The problem:
Could you write out the lines below exactly, beginning with the first and finishing with the one that contains "use serde::Deserialize;"?

(Saved data entries)
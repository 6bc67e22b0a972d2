//! `ProviderClient` backed by the Amadeus Self-Service REST API.

use async_trait::async_trait;
use flightdesk_core::{FlightOffer, OfferQuery, ProviderClient, ProviderError, ProviderLocation};
use flightdesk_shared::Masked;
use reqwest::{Response, StatusCode};
use serde::de::DeserializeOwned;
use serde::Deserialize;
use serde_json::{json, Value};
use std::time::{Duration, Instant};
use tokio::sync::RwLock;
use tracing::{debug, info};

use crate::app_config::ProviderConfig;

const TOKEN_PATH: &str = "/v1/security/oauth2/token";
const FLIGHT_OFFERS_PATH: &str = "/v2/shopping/flight-offers";
const PRICING_PATH: &str = "/v1/shopping/flight-offers/pricing";
const LOCATIONS_PATH: &str = "/v1/reference-data/locations";

/// Tokens are renewed this long before the provider says they expire.
const TOKEN_EXPIRY_MARGIN: Duration = Duration::from_secs(30);

#[derive(Deserialize)]
struct TokenResponse {
    access_token: String,
    expires_in: u64,
}

#[derive(Deserialize)]
struct TokenErrorResponse {
    #[serde(default)]
    error: Option<String>,
    #[serde(default)]
    error_description: Option<String>,
}

#[derive(Deserialize)]
struct DataEnvelope<T> {
    data: T,
}

#[derive(Deserialize)]
struct ErrorEnvelope {
    #[serde(default)]
    errors: Vec<ErrorItem>,
}

#[derive(Deserialize)]
struct ErrorItem {
    #[serde(default)]
    title: Option<String>,
    #[serde(default)]
    detail: Option<String>,
}

struct CachedToken {
    value: Masked<String>,
    expires_at: Instant,
}

impl CachedToken {
    fn is_fresh(&self) -> bool {
        Instant::now() < self.expires_at
    }
}

pub struct AmadeusClient {
    http: reqwest::Client,
    base_url: String,
    client_id: String,
    client_secret: Masked<String>,
    max_results: u32,
    token: RwLock<Option<CachedToken>>,
}

impl AmadeusClient {
    pub fn new(config: &ProviderConfig) -> Result<Self, ProviderError> {
        let http = reqwest::Client::builder()
            .timeout(Duration::from_secs(config.timeout_seconds))
            .build()
            .map_err(|e| ProviderError::Transport(e.to_string()))?;

        Ok(Self {
            http,
            base_url: config.base_url.trim_end_matches('/').to_string(),
            client_id: config.client_id.clone(),
            client_secret: config.client_secret.clone(),
            max_results: config.max_results,
            token: RwLock::new(None),
        })
    }

    fn url(&self, path: &str) -> String {
        format!("{}{}", self.base_url, path)
    }

    async fn access_token(&self) -> Result<String, ProviderError> {
        if let Some(token) = self.token.read().await.as_ref().filter(|t| t.is_fresh()) {
            return Ok(token.value.expose().clone());
        }

        let mut slot = self.token.write().await;
        // Another request may have refreshed while we waited for the lock.
        if let Some(token) = slot.as_ref().filter(|t| t.is_fresh()) {
            return Ok(token.value.expose().clone());
        }

        let token = self.request_token().await?;
        let value = token.value.expose().clone();
        *slot = Some(token);
        Ok(value)
    }

    async fn request_token(&self) -> Result<CachedToken, ProviderError> {
        let response = self
            .http
            .post(self.url(TOKEN_PATH))
            .form(&[
                ("grant_type", "client_credentials"),
                ("client_id", self.client_id.as_str()),
                ("client_secret", self.client_secret.expose().as_str()),
            ])
            .send()
            .await
            .map_err(transport_error)?;

        let status = response.status();
        let body = response.text().await.map_err(transport_error)?;
        if !status.is_success() {
            return Err(ProviderError::Authentication(describe_token_error(status, &body)));
        }

        let token: TokenResponse =
            serde_json::from_str(&body).map_err(|e| ProviderError::Decode(e.to_string()))?;
        info!(expires_in = token.expires_in, "Obtained provider access token");

        let lifetime = Duration::from_secs(token.expires_in).saturating_sub(TOKEN_EXPIRY_MARGIN);
        Ok(CachedToken {
            value: Masked::new(token.access_token),
            expires_at: Instant::now() + lifetime,
        })
    }

    async fn read_data<T: DeserializeOwned>(&self, response: Response) -> Result<T, ProviderError> {
        let status = response.status();
        let body = response.text().await.map_err(transport_error)?;

        if !status.is_success() {
            if status == StatusCode::UNAUTHORIZED {
                // Revoked or expired early; the next call fetches a new token.
                self.token.write().await.take();
            }
            return Err(ProviderError::Rejected {
                status: status.as_u16(),
                detail: describe_errors(status, &body),
            });
        }

        serde_json::from_str::<DataEnvelope<T>>(&body)
            .map(|envelope| envelope.data)
            .map_err(|e| ProviderError::Decode(e.to_string()))
    }
}

#[async_trait]
impl ProviderClient for AmadeusClient {
    async fn search_flight_offers(&self, query: &OfferQuery) -> Result<Vec<FlightOffer>, ProviderError> {
        let token = self.access_token().await?;
        let params = [
            ("originLocationCode", query.origin.clone()),
            ("destinationLocationCode", query.destination.clone()),
            ("departureDate", query.departure_date.format("%Y-%m-%d").to_string()),
            ("adults", query.adults.to_string()),
            ("max", self.max_results.to_string()),
        ];
        debug!(?params, "Searching flight offers");

        let response = self
            .http
            .get(self.url(FLIGHT_OFFERS_PATH))
            .bearer_auth(token)
            .query(&params)
            .send()
            .await
            .map_err(transport_error)?;

        self.read_data(response).await
    }

    async fn price_flight_offers(
        &self,
        offers: &[FlightOffer],
        currency: &str,
    ) -> Result<Value, ProviderError> {
        let token = self.access_token().await?;
        let body = json!({
            "data": {
                "type": "flight-offers-pricing",
                "flightOffers": offers,
            }
        });

        let response = self
            .http
            .post(self.url(PRICING_PATH))
            .bearer_auth(token)
            .header("X-HTTP-Method-Override", "GET")
            .query(&[("currencyCode", currency)])
            .json(&body)
            .send()
            .await
            .map_err(transport_error)?;

        self.read_data(response).await
    }

    async fn search_locations(&self, keyword: &str) -> Result<Vec<ProviderLocation>, ProviderError> {
        let token = self.access_token().await?;

        let response = self
            .http
            .get(self.url(LOCATIONS_PATH))
            .bearer_auth(token)
            .query(&[("subType", "AIRPORT,CITY"), ("keyword", keyword)])
            .send()
            .await
            .map_err(transport_error)?;

        self.read_data(response).await
    }
}

fn transport_error(err: reqwest::Error) -> ProviderError {
    if err.is_timeout() {
        ProviderError::Transport(format!("request timed out: {}", err))
    } else {
        ProviderError::Transport(err.to_string())
    }
}

/// Condenses `{"errors": [{"title", "detail"}, ...]}` into one line.
fn describe_errors(status: StatusCode, body: &str) -> String {
    let described: Vec<String> = serde_json::from_str::<ErrorEnvelope>(body)
        .map(|envelope| {
            envelope
                .errors
                .into_iter()
                .filter_map(|item| match (item.title, item.detail) {
                    (Some(title), Some(detail)) => Some(format!("{}: {}", title, detail)),
                    (Some(text), None) | (None, Some(text)) => Some(text),
                    (None, None) => None,
                })
                .collect()
        })
        .unwrap_or_default();

    if !described.is_empty() {
        return described.join("; ");
    }
    fallback_description(status, body)
}

fn describe_token_error(status: StatusCode, body: &str) -> String {
    match serde_json::from_str::<TokenErrorResponse>(body) {
        Ok(TokenErrorResponse {
            error_description: Some(description),
            ..
        }) => description,
        Ok(TokenErrorResponse {
            error: Some(error), ..
        }) => error,
        _ => fallback_description(status, body),
    }
}

fn fallback_description(status: StatusCode, body: &str) -> String {
    let body = body.trim();
    if body.is_empty() {
        format!("HTTP {}", status)
    } else {
        format!("HTTP {}: {}", status, body)
    }
}

#[cfg(test)]
mod tests {
    use super::*;

    #[test]
    fn test_describe_errors_joins_items() {
        let body = r#"{"errors": [
            {"status": 400, "code": 477, "title": "INVALID FORMAT", "detail": "departureDate is invalid"},
            {"status": 400, "code": 32171, "title": "MANDATORY DATA MISSING"}
        ]}"#;
        assert_eq!(
            describe_errors(StatusCode::BAD_REQUEST, body),
            "INVALID FORMAT: departureDate is invalid; MANDATORY DATA MISSING"
        );
    }

    #[test]
    fn test_describe_errors_falls_back_to_body() {
        assert_eq!(
            describe_errors(StatusCode::BAD_GATEWAY, "upstream down"),
            "HTTP 502 Bad Gateway: upstream down"
        );
        assert_eq!(describe_errors(StatusCode::BAD_GATEWAY, ""), "HTTP 502 Bad Gateway");
        assert_eq!(
            describe_errors(StatusCode::BAD_REQUEST, r#"{"errors": []}"#),
            r#"HTTP 400 Bad Request: {"errors": []}"#
        );
    }

    #[test]
    fn test_describe_token_error() {
        let body = r#"{"error": "invalid_client", "error_description": "Client credentials are invalid", "code": 38187}"#;
        assert_eq!(
            describe_token_error(StatusCode::UNAUTHORIZED, body),
            "Client credentials are invalid"
        );
        assert_eq!(
            describe_token_error(StatusCode::UNAUTHORIZED, r#"{"error": "invalid_client"}"#),
            "invalid_client"
        );
    }

    #[test]
    fn test_token_freshness() {
        let fresh = CachedToken {
            value: Masked::new("t".into()),
            expires_at: Instant::now() + Duration::from_secs(60),
        };
        let stale = CachedToken {
            value: Masked::new("t".into()),
            expires_at: Instant::now(),
        };
        assert!(fresh.is_fresh());
        assert!(!stale.is_fresh());
    }
}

Solved exercise:
repository 6bc67e22b0a972d2
//! `ProviderClient` backed by the Amadeus Self-Service REST API.

use async_trait::async_trait;
use flightdesk_core::{FlightOffer, OfferQuery, ProviderClient, ProviderError, ProviderLocation};
use flightdesk_shared::Masked;
use reqwest::{Response, StatusCode};
use serde::de::DeserializeOwned;
use serde::Deserialize;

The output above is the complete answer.